The First Round – Pool Play
With the teams finally set and present in Dripping Springs, Texas, it was time for the first round. As noted above, the first round of the MLP event is pool play. So, the 12 teams were divided into 3 pools of 4 teams each. Each team played each other team in their respective pools, vying for one of the top two spots in the pool in order to move on to single elimination.
Pool A featured the highest DUPR rated teams (DUPR stands for the Dynamic Universal Pickleball Ratings). In other words, on paper, Pool A was the most difficult pool with BLQK, ATX Pickleballers, Team Clean, and the Jackrabbits. In fact, BLQK had the highest DUPR in both singles only and combined (both singles and doubles—and thought to be the best indicator for success in the MLP format). ATX Pickleballers had the highest DUPR rating for doubles only. With that said, you can probably guess the top two teams from this pool. BLQK (who came out of the pool as the second team) showed solid performances amongst its four pros, Zane Navratil, Rafa Hewett, Irina Tereschenko, and Parris Todd. And, ATX Pickleballers came out undefeated with the #1 spot. Their strategy of having a lefty and righty pairing on the pickleball court at all times proved to be successful in this new MLP rally scoring format, where the players did not switch sides (so ATX Pickleballers had two forehands in the middle at all times).
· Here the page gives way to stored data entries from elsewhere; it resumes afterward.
use crate::commands::{print_json, Context};
use crate::error::not_found;
use crate::util::{now_utc, parse_buyer_id, parse_group_id};
use anyhow::Result;
use clap::{Args, Subcommand};
use farmhand_core::domain::GroupKind;
use farmhand_store::repo::GroupNew;
use serde::Serialize;

#[derive(Debug, Subcommand)]
pub enum GroupCommand {
    Create(GroupCreateArgs),
    Ls(GroupListArgs),
    Rm(GroupRemoveArgs),
    /// Add buyers to a group
    #[command(name = "add-buyers")]
    AddBuyers(GroupAddBuyersArgs),
    /// Remove one buyer from a group
    #[command(name = "rm-buyer")]
    RmBuyer(GroupRemoveBuyerArgs),
    /// List a group's member buyers
    Members(GroupMembersArgs),
}

#[derive(Debug, Args)]
pub struct GroupCreateArgs {
    #[arg(long)]
    pub name: String,
    #[arg(long)]
    pub description: Option<String>,
    #[arg(long)]
    pub kind: Option<String>,
    /// Opaque criteria document for rule groups.
    #[arg(long)]
    pub criteria: Option<String>,
}

#[derive(Debug, Args)]
pub struct GroupListArgs {}

#[derive(Debug, Args)]
pub struct GroupRemoveArgs {
    pub id: String,
}

#[derive(Debug, Args)]
pub struct GroupAddBuyersArgs {
    pub group: String,
    #[arg(required = true)]
    pub buyers: Vec<String>,
}

#[derive(Debug, Args)]
pub struct GroupRemoveBuyerArgs {
    pub group: String,
    pub buyer: String,
}

#[derive(Debug, Args)]
pub struct GroupMembersArgs {
    pub id: String,
}

#[derive(Debug, Serialize)]
struct GroupDto {
    id: String,
    name: String,
    description: Option<String>,
    kind: String,
    members: i64,
}

pub fn create_group(ctx: &Context<'_>, args: GroupCreateArgs) -> Result<()> {
    let group = ctx.store.groups().create(
        now_utc(),
        GroupNew {
            name: args.name.trim().to_string(),
            description: args.description,
            kind: GroupKind::parse(args.kind.as_deref().unwrap_or_default()),
            criteria: args.criteria,
        },
    )?;

    if ctx.json {
        print_json(&group)?;
    } else {
        println!("created group {} {}", group.id, group.name);
    }
    Ok(())
}

pub fn list_groups(ctx: &Context<'_>, _args: GroupListArgs) -> Result<()> {
    let groups = ctx.store.groups().list_all()?;
    let mut items = Vec::with_capacity(groups.len());
    for group in groups {
        let members = ctx.store.groups().member_count(group.id)?;
        items.push(GroupDto {
            id: group.id.to_string(),
            name: group.name,
            description: group.description,
            kind: group.kind.as_str().to_string(),
            members,
        });
    }

    if ctx.json {
        print_json(&items)?;
        return Ok(());
    }

    if items.is_empty() {
        println!("no groups");
        return Ok(());
    }

    for item in items {
        let description = item
            .description
            .map(|text| format!("  {}", text))
            .unwrap_or_default();
        println!(
            "{}  {} [{}] ({}){}",
            item.id, item.name, item.kind, item.members, description
        );
    }
    Ok(())
}

pub fn remove_group(ctx: &Context<'_>, args: GroupRemoveArgs) -> Result<()> {
    let id = parse_group_id(&args.id)?;
    ctx.store.groups().delete(id)?;
    if ctx.json {
        print_json(&serde_json::json!({ "deleted": id }))?;
    } else {
        println!("deleted group {}", id);
    }
    Ok(())
}

pub fn add_buyers(ctx: &Context<'_>, args: GroupAddBuyersArgs) -> Result<()> {
    let group_id = parse_group_id(&args.group)?;
    if ctx.store.groups().get(group_id)?.is_none() {
        return Err(not_found("group not found"));
    }
    let mut buyer_ids = Vec::with_capacity(args.buyers.len());
    for raw in &args.buyers {
        buyer_ids.push(parse_buyer_id(raw)?);
    }

    let added = ctx.store.groups().add_buyers(&buyer_ids, &[group_id])?;
    if ctx.json {
        print_json(&serde_json::json!({ "group": group_id, "added": added }))?;
    } else {
        println!("added {} buyers to {}", added, group_id);
    }
    Ok(())
}

pub fn remove_buyer(ctx: &Context<'_>, args: GroupRemoveBuyerArgs) -> Result<()> {
    let group_id = parse_group_id(&args.group)?;
    let buyer_id = parse_buyer_id(&args.buyer)?;
    ctx.store.groups().remove_buyer(buyer_id, group_id)?;
    if ctx.json {
        print_json(&serde_json::json!({ "group": group_id, "removed": buyer_id }))?;
    } else {
        println!("removed {} from {}", buyer_id, group_id);
    }
    Ok(())
}

pub fn list_members(ctx: &Context<'_>, args: GroupMembersArgs) -> Result<()> {
    let group_id = parse_group_id(&args.id)?;
    let group = ctx
        .store
        .groups()
        .get(group_id)?
        .ok_or_else(|| not_found("group not found"))?;

    let member_ids = ctx.store.groups().member_ids(group_id)?;
    let mut members = Vec::with_capacity(member_ids.len());
    for id in member_ids {
        if let Some(buyer) = ctx.store.buyers().get(id)? {
            members.push(buyer);
        }
    }

    if ctx.json {
        print_json(&serde_json::json!({
            "group": group.name,
            "members": members,
        }))?;
        return Ok(());
    }

    println!("{} ({} members)", group.name, members.len());
    for buyer in members {
        println!("  {}  {}", buyer.id, buyer.display_name());
    }
    Ok(())
}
Pool B was dubbed “easy streets” by DUPR, as Pool B had the lowest combined DUPR strength (despite Pool B having both the #1 men’s pick and #1 women’s pick in the MLP draft). So, on paper, this was the “easiest” pool with the Florida Smash, The Bus, the Chimeras, and Mad Drops Pickleball Club. With that said, this Pool B may have been the most exciting with each team winning at least one match (to note, the other pools had at least one team go 0-3). Pool B came down to the last day of pool play—including Dreambreakers in both of the pool play matches on the last day. The teams that rose to the top were the Florida Smash (which had both the #1 men’s pick) and Mad Drops Pickleball Club (who had not only one, but two, replacement players).
Also, to note, in the last day of pool play, sisters, Andrea Koop (who played for the Chimeras) and Maggie Remynse (who played for the Florida Smash), were playing on separate courts. However, after Andrea Koop played her mixed doubles match in a tight game against The Bus, Koop snuck over to Championship Court while her teammates were warming up for the final mixed doubles match. For a few minutes, Koop was a fan for her sister, as she stood on the sideline, hidden by the bleachers, cheering on Maggie. A moment that is likely to go completely unnoticed is one that highlights the power of pickleball in bringing families and communities together.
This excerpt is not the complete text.